Whole Scene Asset Management, a debt recovery firm based in the southern province of Hunan, plans to double staff numbers to 400 people this year as it expands into new cities.
“Debt collection companies have been mushrooming,” said company founder Zhang Haiyan. “And with bad loans growing this year, everyone is adding new hands.”
Rival Bricsman is also hiring - hoping to boost headcount of around 1,000 by 400-500 this year after landing a deal to collect delinquent consumer loans for China Minsheng Bank 600016.SS, people with knowledge of the matter said, declining to identified as they were not authorised to talk to media.
Bricsman, which is based in the eastern province of Jiangsu and counts other large banks amongst its clients, did not respond to a request for comment.
As increasing numbers of consumers struggle with lost income in an economy battered by the coronavirus and U.S-China tensions, a burgeoning wave of non-performing loans is sparking concern among lenders - both at specialist consumer financing firms and traditional banks - and even among debt collectors.
China is the midst of “an unfolding debt crisis”, says Joe Zhang, a business consultant and until last month vice chairman at the country’s largest debt collector YX Asset Recovery.
The delinquency rate for consumer debt is climbing and collecting on those loans has become much harder, he added, estimating that at some weaker non-bank consumer lenders, soured loans may account for 30% to 50% of their portfolios.
That bodes ill not only for Beijing’s efforts to spur domestic demand but also for the financial health of consumer lending firms which help provide credit seen as vital for shoring up the pandemic-hit economy.
The China Banking and Insurance Regulatory Commission did not respond to a Reuters request for comment on its current assessment of risks posed by soured consumer loans.
It last said delinquency rates were under control when it noted a 0.13 percentage point rise in the non-performing loan ratio for first-quarter consumer debt compared to the start of this year. But that data only captures bank loans and not those extended by the country’s vast numbers of specialist consumer finance firms including micro lenders.
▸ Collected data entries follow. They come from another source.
use crate::camera::{Camera, CameraController, CameraUniform};
use crate::error::AppError;
use crate::render::{create_depth_view, ClothRenderer};
use crate::scene::{FrameContext, Scene, SceneObject};
use crate::{CameraParams, RunOptions};
use std::sync::Arc;
use std::time::Instant;
use wgpu::util::DeviceExt;
use winit::event::ElementState;
use winit::keyboard::*;
use winit::{
  dpi::PhysicalSize,
  event::{Event, KeyEvent, StartCause, WindowEvent},
  event_loop::{EventLoop, EventLoopWindowTarget},
  window::Window,
};

const FPS_REPORT_FRAMES: u64 = 300;

struct EventLoopWrapper {
  event_loop: EventLoop<()>,
  window: Arc<Window>,
}

impl EventLoopWrapper {
  pub fn new(title: &str) -> Result<Self, AppError> {
    let event_loop = EventLoop::new()?;
    let mut builder = winit::window::WindowBuilder::new();
    builder = builder.with_title(title).with_resizable(false);
    let window = Arc::new(builder.build(&event_loop)?);

    Ok(Self { event_loop, window })
  }
}

struct SurfaceWrapper {
  surface: wgpu::Surface<'static>,
  config: wgpu::SurfaceConfiguration,
}

impl SurfaceWrapper {
  fn configure(
    surface: wgpu::Surface<'static>,
    adapter: &wgpu::Adapter,
    device: &wgpu::Device,
    size: PhysicalSize<u32>,
  ) -> Result<Self, AppError> {
    let width = size.width.max(1);
    let height = size.height.max(1);
    let mut config = surface
      .get_default_config(adapter, width, height)
      .ok_or(AppError::NoSurfaceConfig)?;
    let view_format = config.format.add_srgb_suffix();
    config.view_formats.push(view_format);
    surface.configure(device, &config);
    Ok(Self { surface, config })
  }

  fn acquire(&self, device: &wgpu::Device) -> Option<wgpu::SurfaceTexture> {
    match self.surface.get_current_texture() {
      Ok(frame) => Some(frame),
      Err(wgpu::SurfaceError::Timeout) => self.surface.get_current_texture().ok(),
      Err(
        e @ (wgpu::SurfaceError::Outdated
        | wgpu::SurfaceError::Lost
        | wgpu::SurfaceError::OutOfMemory),
      ) => {
        log::warn!("surface {e:?}, reconfiguring");
        self.surface.configure(device, &self.config);
        self.surface.get_current_texture().ok()
      }
    }
  }
}

struct State {
  device: wgpu::Device,
  queue: wgpu::Queue,
  surface: SurfaceWrapper,
  depth_view: wgpu::TextureView,
  camera: Camera,
  camera_uniform: CameraUniform,
  camera_buffer: wgpu::Buffer,
  camera_bind_group: wgpu::BindGroup,
  camera_controller: CameraController,
  renderer: ClothRenderer,
  scene: Scene,
  frame: u64,
  last_report: Instant,
}

impl State {
  async fn init(window: Arc<Window>, options: &RunOptions) -> Result<Self, AppError> {
    let size = window.inner_size();
    let instance = wgpu::Instance::new(wgpu::InstanceDescriptor {
      #[cfg(not(target_arch = "wasm32"))]
      backends: wgpu::Backends::PRIMARY,
      ..Default::default()
    });
    let surface = instance.create_surface(window)?;

    let adapter = instance
      .request_adapter(&wgpu::RequestAdapterOptions {
        power_preference: wgpu::PowerPreference::HighPerformance,
        compatible_surface: Some(&surface),
        force_fallback_adapter: false,
      })
      .await
      .ok_or(AppError::NoAdapter)?;
    log::info!("using adapter {:?}", adapter.get_info());

    let (device, queue) = adapter
      .request_device(
        &wgpu::DeviceDescriptor {
          label: None,
          required_features: wgpu::Features::empty(),
          required_limits: wgpu::Limits::default(),
          memory_hints: Default::default(),
        },
        None,
      )
      .await?;
    let surface = SurfaceWrapper::configure(surface, &adapter, &device, size)?;
    let depth_view = create_depth_view(&device, &surface.config);

    let camera = Camera::framing_cloth(size.width.max(1) as f32 / size.height.max(1) as f32);
    let mut camera_uniform = CameraUniform::new();
    camera_uniform.update(&camera);

    let camera_buffer = device.create_buffer_init(&wgpu::util::BufferInitDescriptor {
      label: Some("Camera Buffer"),
      contents: bytemuck::cast_slice(&[camera_uniform]),
      usage: wgpu::BufferUsages::UNIFORM | wgpu::BufferUsages::COPY_DST,
    });
    let camera_bind_group_layout =
      device.create_bind_group_layout(&wgpu::BindGroupLayoutDescriptor {
        entries: &[wgpu::BindGroupLayoutEntry {
          binding: 0,
          visibility: wgpu::ShaderStages::VERTEX | wgpu::ShaderStages::FRAGMENT,
          ty: wgpu::BindingType::Buffer {
            ty: wgpu::BufferBindingType::Uniform,
            has_dynamic_offset: false,
            min_binding_size: None,
          },
          count: None,
        }],
        label: Some("camera_bind_group_layout"),
      });
    let camera_bind_group = device.create_bind_group(&wgpu::BindGroupDescriptor {
      layout: &camera_bind_group_layout,
      entries: &[wgpu::BindGroupEntry {
        binding: 0,
        resource: camera_buffer.as_entire_binding(),
      }],
      label: Some("camera_bind_group"),
    });
    let camera_params = CameraParams::default();
    let camera_controller =
      CameraController::init(camera_params.speed, camera_params.rotational_speed);

    let renderer = ClothRenderer::init(&surface.config, &device, &camera_bind_group_layout);
    let mut scene = Scene::new();
    let object = SceneObject::build(&device, options)?;
    log::info!("added {}", object.label());
    scene.add(object);

    Ok(Self {
      device,
      queue,
      surface,
      depth_view,
      camera,
      camera_uniform,
      camera_buffer,
      camera_bind_group,
      camera_controller,
      renderer,
      scene,
      frame: 0,
      last_report: Instant::now(),
    })
  }

  fn input(&mut self, event: &WindowEvent) -> bool {
    self.camera_controller.process_events(event)
  }

  fn update_camera(&mut self) {
    self.camera_controller.update_camera(&mut self.camera);
    self.camera_uniform.update(&self.camera);
    self.queue.write_buffer(
      &self.camera_buffer,
      0,
      bytemuck::cast_slice(&[self.camera_uniform]),
    );
  }

  /// Advances every object by one step, then draws the snapshots the steps just published.
  fn redraw(&mut self) {
    self.update_camera();
    let Some(frame) = self.surface.acquire(&self.device) else {
      log::warn!("no surface texture, skipping frame {}", self.frame);
      return;
    };
    let view = frame.texture.create_view(&wgpu::TextureViewDescriptor {
      format: Some(self.surface.config.view_formats[0]),
      ..wgpu::TextureViewDescriptor::default()
    });
    let ctx = FrameContext {
      device: &self.device,
      queue: &self.queue,
      camera_bind_group: &self.camera_bind_group,
      frame: self.frame,
    };

    let mut command_encoder = ctx
      .device
      .create_command_encoder(&wgpu::CommandEncoderDescriptor { label: None });
    self.scene.update(&ctx, &mut command_encoder);
    {
      let color_attachments = [Some(wgpu::RenderPassColorAttachment {
        view: &view,
        resolve_target: None,
        ops: wgpu::Operations {
          load: wgpu::LoadOp::Clear(wgpu::Color {
            r: 0.1,
            g: 0.1,
            b: 0.3,
            a: 1.0,
          }),
          store: wgpu::StoreOp::Store,
        },
      })];
      let mut rpass = command_encoder.begin_render_pass(&wgpu::RenderPassDescriptor {
        label: Some("cloth draw"),
        color_attachments: &color_attachments,
        depth_stencil_attachment: Some(wgpu::RenderPassDepthStencilAttachment {
          view: &self.depth_view,
          depth_ops: Some(wgpu::Operations {
            load: wgpu::LoadOp::Clear(1.0),
            store: wgpu::StoreOp::Store,
          }),
          stencil_ops: None,
        }),
        timestamp_writes: None,
        occlusion_query_set: None,
      });
      self.scene.draw(&mut rpass, &self.renderer, &ctx);
    }
    self.queue.submit(Some(command_encoder.finish()));
    frame.present();

    self.frame += 1;
    if self.frame % FPS_REPORT_FRAMES == 0 {
      let elapsed = self.last_report.elapsed().as_secs_f32();
      let steps: u64 = self.scene.iter().map(SceneObject::steps).sum();
      log::info!(
        "frame {}: {:.1} fps, {} steps total",
        self.frame,
        FPS_REPORT_FRAMES as f32 / elapsed.max(f32::EPSILON),
        steps
      );
      self.last_report = Instant::now();
    }
  }
}

async fn start(options: RunOptions) -> Result<(), AppError> {
  let window_loop = EventLoopWrapper::new("Cloth Sim")?;
  let mut context = State::init(window_loop.window.clone(), &options).await?;
  let window = window_loop.window.clone();

  window_loop.event_loop.run(
    move |event, target: &EventLoopWindowTarget<()>| match event {
      Event::NewEvents(StartCause::Init) => window.request_redraw(),
      Event::WindowEvent { event, window_id } if window_id == window.id() => {
        if !context.input(&event) {
          match event {
            WindowEvent::CloseRequested
            | WindowEvent::KeyboardInput {
              event:
                KeyEvent {
                  state: ElementState::Pressed,
                  physical_key: PhysicalKey::Code(KeyCode::Escape),
                  ..
                },
              ..
            } => target.exit(),
            WindowEvent::RedrawRequested => {
              window.request_redraw();
              context.redraw();
            }
            _ => {}
          }
        }
      }
      _ => {}
    },
  )?;
  Ok(())
}

/// Opens a window and runs the simulation until it is closed.
pub fn run(options: RunOptions) -> Result<(), AppError> {
  pollster::block_on(start(options))
}
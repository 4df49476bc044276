use crate::cloth::{point, Grid, Snapshot};
use crate::error::ClothError;
use cgmath::Vector3;
use std::f32::consts::SQRT_2;

/// World positions of the four lattice corners, `(0, 0)`, `(W-1, 0)`, `(0, H-1)`, `(W-1, H-1)`.
#[derive(Copy, Clone, Debug, PartialEq)]
pub struct Corners {
  pub top_left: Vector3<f32>,
  pub top_right: Vector3<f32>,
  pub bottom_left: Vector3<f32>,
  pub bottom_right: Vector3<f32>,
}

#[derive(Copy, Clone, Debug, Default, PartialEq, Eq, clap::ValueEnum)]
pub enum ClothPreset {
  /// Square in the z = 0 plane
  Flat,
  /// Leans back from the top edge, so it folds forward over it once released
  #[default]
  Drape,
}

impl ClothPreset {
  #[must_use]
  pub fn corners(self) -> Corners {
    match self {
      ClothPreset::Flat => Corners {
        top_left: Vector3::new(-1.0, 1.0, 0.0),
        top_right: Vector3::new(1.0, 1.0, 0.0),
        bottom_left: Vector3::new(-1.0, -1.0, 0.0),
        bottom_right: Vector3::new(1.0, -1.0, 0.0),
      },
      ClothPreset::Drape => Corners {
        top_left: Vector3::new(-1.0, 1.0, 0.0),
        top_right: Vector3::new(1.0, 1.0, 0.0),
        bottom_left: Vector3::new(-1.0, SQRT_2 - 1.0, SQRT_2),
        bottom_right: Vector3::new(1.0, SQRT_2 - 1.0, SQRT_2),
      },
    }
  }
}

#[must_use]
pub fn bilinear(corners: &Corners, u: f32, v: f32) -> Vector3<f32> {
  let top = corners.top_left + (corners.top_right - corners.top_left) * u;
  let bottom = corners.bottom_left + (corners.bottom_right - corners.bottom_left) * u;
  top + (bottom - top) * v
}

/// Positions interpolated between the corners, velocities at rest.
pub fn seed_snapshot(grid: Grid, corners: &Corners) -> Result<Snapshot, ClothError> {
  let mut snapshot = Snapshot::zeroed(grid.len())?;
  let du = 1.0 / (grid.width() - 1) as f32;
  // single-row lattices sit on the top edge
  let dv = if grid.height() > 1 {
    1.0 / (grid.height() - 1) as f32
  } else {
    0.0
  };
  for (i, position) in snapshot.positions.iter_mut().enumerate() {
    let (x, y) = grid.coords(i);
    *position = point(bilinear(corners, x as f32 * du, y as f32 * dv));
  }
  Ok(snapshot)
}

/// Two triangles per lattice quad; expands the point lattice into a surface.
#[must_use]
pub fn triangle_indices(grid: Grid) -> Vec<u32> {
  let w = grid.width();
  let h = grid.height();
  let quads = (w as usize - 1) * (h as usize).saturating_sub(1);
  let mut indices = Vec::with_capacity(quads * 6);
  for y in 0..h.saturating_sub(1) {
    for x in 0..w - 1 {
      let top_left = y * w + x;
      let top_right = top_left + 1;
      let bottom_left = top_left + w;
      let bottom_right = bottom_left + 1;
      indices.extend_from_slice(&[
        top_left,
        bottom_left,
        top_right,
        top_right,
        bottom_left,
        bottom_right,
      ]);
    }
  }
  indices
}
Even at banks, which generally have stricter loan criteria, concern is building.
An internal review by Bank of Shanghai Co Ltd 601229.SS saw its non-performing loan ratio for consumer debt soar in the first quarter, said a company source familiar with the matter.
“We’ve already started to reduce our exposure in consumer finance by cutting our co-lending business with smaller platforms,” said the source, who like other lending sources was not authorised to speak to media and declined to be named.
Bank of Shanghai did not respond to a request for comment.
Chinese consumer debt has ballooned over the past five years, fuelled in part as banks scrambled to issue credit cards, with outstanding debt for bank-issued cards doubling to 17.6 trillion yuan ($2.5 trillion).
Internet-based consumer financing, which is only lightly regulated, has also grown - by a dizzying 400 times to nearly 8 trillion yuan since 2014, according to the Guanghua School of Management.
And Chinese household debt - including mortgages and unsecured consumer loans - has swollen to levels equivalent to nearly 60% of GDP, up from 18% in 2008, the peak of the global financial crisis.
Like Bank of Shanghai, some lenders are rethinking their retail strategy.
China Merchants Bank 600036.SS, which derives about 55% of its business from individual clients, is reviewing an earlier plan to increase that portion of its business to 60%, its president Tian Huiyu said in April after its first-quarter earnings.
Shanghai ShangCheng Consumer Finance has lifted its thresholds for new borrowings while intensifying debt recovery efforts, a company manager told Reuters.
Shanghai ShangCheng did not respond to requests for comment.
“Most licensed non-bank consumer finance firms in China lost money in the first half,” the manager said, adding that many smaller firms will “need capital injections to keep afloat or they will face liquidity pressure when they write off huge amounts of soured debt.”